5. CORPORATION LAW; DIRECTOR; STOCK; TO QUALIFY AS A DIRECTOR OF
A CORPORATION, ONE MUST OWN AT LEAST ONE SHARE OF STOCK THEREIN. —
Every director must own in his own right at least one share of the capital stock of the
stock corporation of which he is a director, which stock shall stand in his name on the
books of the corporation (Sec. 30, Corporation Law).
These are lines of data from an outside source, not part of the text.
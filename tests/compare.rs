//! End-to-end comparison report tests

mod helper;

use std::sync::Arc;

use helper::{StaticSource, create_manifest_tree, create_test_reconciler};
use helmfile_audit::commands::compare::{self, CompareOptions};
use helmfile_audit::report::OutputFormat;

const CLUSTER_A: &str = "\
releases:
  - name: web
    chart: bitnami/nginx
    version: 15.0.0
  - name: cache
    chart: bitnami/redis
    version: 18.1.0
";

const CLUSTER_B: &str = "\
releases:
  - name: web
    chart: bitnami/nginx
    version: 15.1.0
";

#[tokio::test]
async fn report_highlights_drift_across_manifests() {
    let (_temp_dir, paths) = create_manifest_tree(&[
        ("b/system/helmfile.yaml", CLUSTER_B),
        ("a/system/helmfile.yaml", CLUSTER_A),
    ]);
    let source = Arc::new(
        StaticSource::new()
            .with_versions("bitnami/nginx", vec!["15.0.0", "15.1.0", "16.0.0-rc1"])
            .with_versions("bitnami/redis", vec!["18.1.0"]),
    );
    let reconciler = create_test_reconciler(source.clone());
    let options = CompareOptions {
        format: OutputFormat::Html,
        show_age: false,
    };

    let report = compare::run(&paths, &reconciler, &options).await.unwrap();

    assert_eq!(source.calls(), 2);
    assert!(report.contains("<td>bitnami/nginx</td><td>15.1.0</td>"));
    assert!(report.contains(r#"<span style="color:#d73a49;font-weight:bold">15.0.0</span>"#));
    assert!(report.contains("<td>bitnami/redis</td><td>18.1.0</td><td>18.1.0</td><td>-</td>"));
    assert!(!report.contains("16.0.0-rc1"));
}

#[tokio::test]
async fn report_skips_malformed_manifest() {
    let (_temp_dir, paths) = create_manifest_tree(&[
        ("a/system/helmfile.yaml", CLUSTER_A),
        ("broken/system/helmfile.yaml", "releases: [\n  - chart: x\n"),
    ]);
    let source = Arc::new(
        StaticSource::new()
            .with_versions("bitnami/nginx", vec!["15.1.0"])
            .with_versions("bitnami/redis", vec!["18.1.0"]),
    );
    let reconciler = create_test_reconciler(source);

    let report = compare::run(&paths, &reconciler, &CompareOptions::default())
        .await
        .unwrap();

    let header = report.lines().next().unwrap();
    assert!(header.contains("Chart"));
    assert!(header.contains("Latest Version"));
    assert!(!header.contains("broken"));
    assert!(report.contains("bitnami/redis"));
}

#[tokio::test]
async fn report_marks_unknown_latest_with_placeholder() {
    let (_temp_dir, paths) = create_manifest_tree(&[("a/system/helmfile.yaml", CLUSTER_B)]);
    let reconciler = create_test_reconciler(Arc::new(StaticSource::new()));
    let options = CompareOptions {
        format: OutputFormat::Html,
        show_age: true,
    };

    let report = compare::run(&paths, &reconciler, &options).await.unwrap();

    assert!(report.contains("<td>bitnami/nginx</td><td>-</td><td>15.1.0</td>"));
    assert!(report.contains("Last modified"));
}
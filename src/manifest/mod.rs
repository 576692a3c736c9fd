//! Manifest layer
//! - parser.rs: tree-sitter helmfile parser keeping byte positions
//! - reader.rs: file loading and the NotFound / Malformed taxonomy
//! - types.rs: Release, ManifestSource, chart normalization
//! - discover.rs: default `*/system/helmfile.yaml` discovery

pub mod discover;
pub mod parser;
pub mod reader;
pub mod types;

pub use discover::{discover_manifests, is_yaml_path};
pub use parser::{HelmfileDocument, HelmfileParser, ParseError, ReleaseEntry};
pub use reader::{ManifestError, parse_manifest};
pub use types::{ManifestSource, Release, normalize_chart};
So that, if the By-Laws of the
Corporation provides that "The manager shall be elected by the Board of Directors from
among its members," one could not be a managing director of said corporation unless
he owns at least one share of stock thereof.
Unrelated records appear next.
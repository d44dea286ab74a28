// Error types shared by the engine, the loader and configuration.

use thiserror::Error;

use crate::engine::lifecycle::LifecycleState;

/// Errors surfaced by the round lifecycle and the game server.
#[derive(Debug, Clone, PartialEq, Eq, Error)]
pub enum GameError {
    /// Every candidate failed asset resolution. Fatal for the session.
    #[error("no playable candidates: every image failed to resolve")]
    NoPlayableCandidates,
    /// An operation was invoked in a state that does not accept it.
    /// State is left untouched.
    #[error("cannot {op} while {state}")]
    InvalidTransition {
        op: &'static str,
        state: LifecycleState,
    },
    /// The game server task has stopped.
    #[error("game server is closed")]
    ServerClosed,
}

/// Errors produced while loading a candidate file.
#[derive(Debug, Error)]
pub enum LoadError {
    #[error("failed to read candidate file: {0}")]
    Io(#[from] std::io::Error),
    #[error("malformed candidate data: {0}")]
    Json(#[from] serde_json::Error),
    #[error("candidate file contains no usable entries")]
    Empty,
}

/// Errors produced while reading configuration.
#[derive(Debug, Clone, PartialEq, Eq, Error)]
pub enum ConfigError {
    #[error("unknown game mode '{0}' (expected trait, tactician or augment)")]
    UnknownMode(String),
    #[error("invalid value '{value}' for {key}")]
    InvalidNumber { key: &'static str, value: String },
}

#[cfg(test)]
mod tests {
    use super::*;

    #[test]
    fn test_invalid_transition_display() {
        let err = GameError::InvalidTransition {
            op: "guess",
            state: LifecycleState::Finished,
        };
        assert_eq!(err.to_string(), "cannot guess while finished");
    }

    #[test]
    fn test_config_error_display() {
        let err = ConfigError::UnknownMode("champions".into());
        assert!(err.to_string().contains("champions"));

        let err = ConfigError::InvalidNumber {
            key: "--seconds",
            value: "abc".into(),
        };
        assert_eq!(err.to_string(), "invalid value 'abc' for --seconds");
    }
}
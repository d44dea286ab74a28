// Prometheus metrics for rounds, guesses and sessions.

use std::sync::Once;

use lazy_static::lazy_static;
use prometheus::{
    Encoder, HistogramOpts, HistogramVec, IntCounterVec, Opts, Registry, TextEncoder,
};

lazy_static! {
    pub static ref REGISTRY: Registry = Registry::new();

    // ── Counters ─────────────────────────────────────────────────────

    /// Rounds handed to the player, by mode.
    pub static ref ROUNDS_SELECTED_TOTAL: IntCounterVec = IntCounterVec::new(
        Opts::new("tftdle_rounds_selected_total", "Rounds selected"),
        &["mode"],
    )
    .unwrap();

    /// Candidates skipped because their image failed to resolve, by mode.
    pub static ref ASSET_FAILURES_TOTAL: IntCounterVec = IntCounterVec::new(
        Opts::new("tftdle_asset_failures_total", "Candidate images that failed to resolve"),
        &["mode"],
    )
    .unwrap();

    /// Selections that ran out of playable candidates, by mode.
    pub static ref SELECTION_EXHAUSTED_TOTAL: IntCounterVec = IntCounterVec::new(
        Opts::new("tftdle_selection_exhausted_total", "Selections with no playable candidate"),
        &["mode"],
    )
    .unwrap();

    /// Guesses submitted, by mode and verdict.
    pub static ref GUESSES_TOTAL: IntCounterVec = IntCounterVec::new(
        Opts::new("tftdle_guesses_total", "Guesses submitted"),
        &["mode", "verdict"],
    )
    .unwrap();

    /// Sessions that ran out of time, by mode.
    pub static ref SESSIONS_FINISHED_TOTAL: IntCounterVec = IntCounterVec::new(
        Opts::new("tftdle_sessions_finished_total", "Sessions finished"),
        &["mode"],
    )
    .unwrap();

    // ── Histograms ───────────────────────────────────────────────────

    /// Final score of each finished session, by mode.
    pub static ref SESSION_SCORE: HistogramVec = HistogramVec::new(
        HistogramOpts::new("tftdle_session_score", "Final session score")
            .buckets(vec![0.0, 1.0, 3.0, 5.0, 10.0, 15.0, 20.0, 30.0, 50.0]),
        &["mode"],
    )
    .unwrap();
}

static REGISTER: Once = Once::new();

/// Register all metrics with the custom registry. Safe to call more than once.
pub fn register_metrics() {
    REGISTER.call_once(|| {
        let collectors: Vec<Box<dyn prometheus::core::Collector>> = vec![
            Box::new(ROUNDS_SELECTED_TOTAL.clone()),
            Box::new(ASSET_FAILURES_TOTAL.clone()),
            Box::new(SELECTION_EXHAUSTED_TOTAL.clone()),
            Box::new(GUESSES_TOTAL.clone()),
            Box::new(SESSIONS_FINISHED_TOTAL.clone()),
            Box::new(SESSION_SCORE.clone()),
        ];

        for c in collectors {
            REGISTRY.register(c).expect("failed to register metric");
        }
    });
}

/// Serialize all registered metrics to the Prometheus text exposition format.
pub fn gather_metrics() -> String {
    let encoder = TextEncoder::new();
    let metric_families = REGISTRY.gather();
    let mut buffer = Vec::new();
    if let Err(e) = encoder.encode(&metric_families, &mut buffer) {
        tracing::error!("Failed to encode metrics: {e}");
        return String::new();
    }
    String::from_utf8(buffer).unwrap_or_default()
}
6. ID.; ID.; DISPUTE AS TO WHO OWNS THE CONTROLLING INTEREST IN THE
CORPORATION; PARTY IN CONTROL OR IN POSSESSION OF THE CONTROLLING
INTEREST IS PRESUMED TO HAVE THE BETTER RIGHT TO THE POSITION OF
MANAGING CORPORATE DIRECTOR. — Where ownership of the controlling interest in
the corporation is in dispute, the party in control or in possession of the disputed
interest is presumed to have the better right (to the position of managing corporate
director) until the contrary is adjudged, and hence, that party should not be deprived of
the control or possession until the court is prepared to adjudicate the controverted
right in favor of the other party (Gordillo, et al. v. Del Rosario, et al., 39 Phil. 829).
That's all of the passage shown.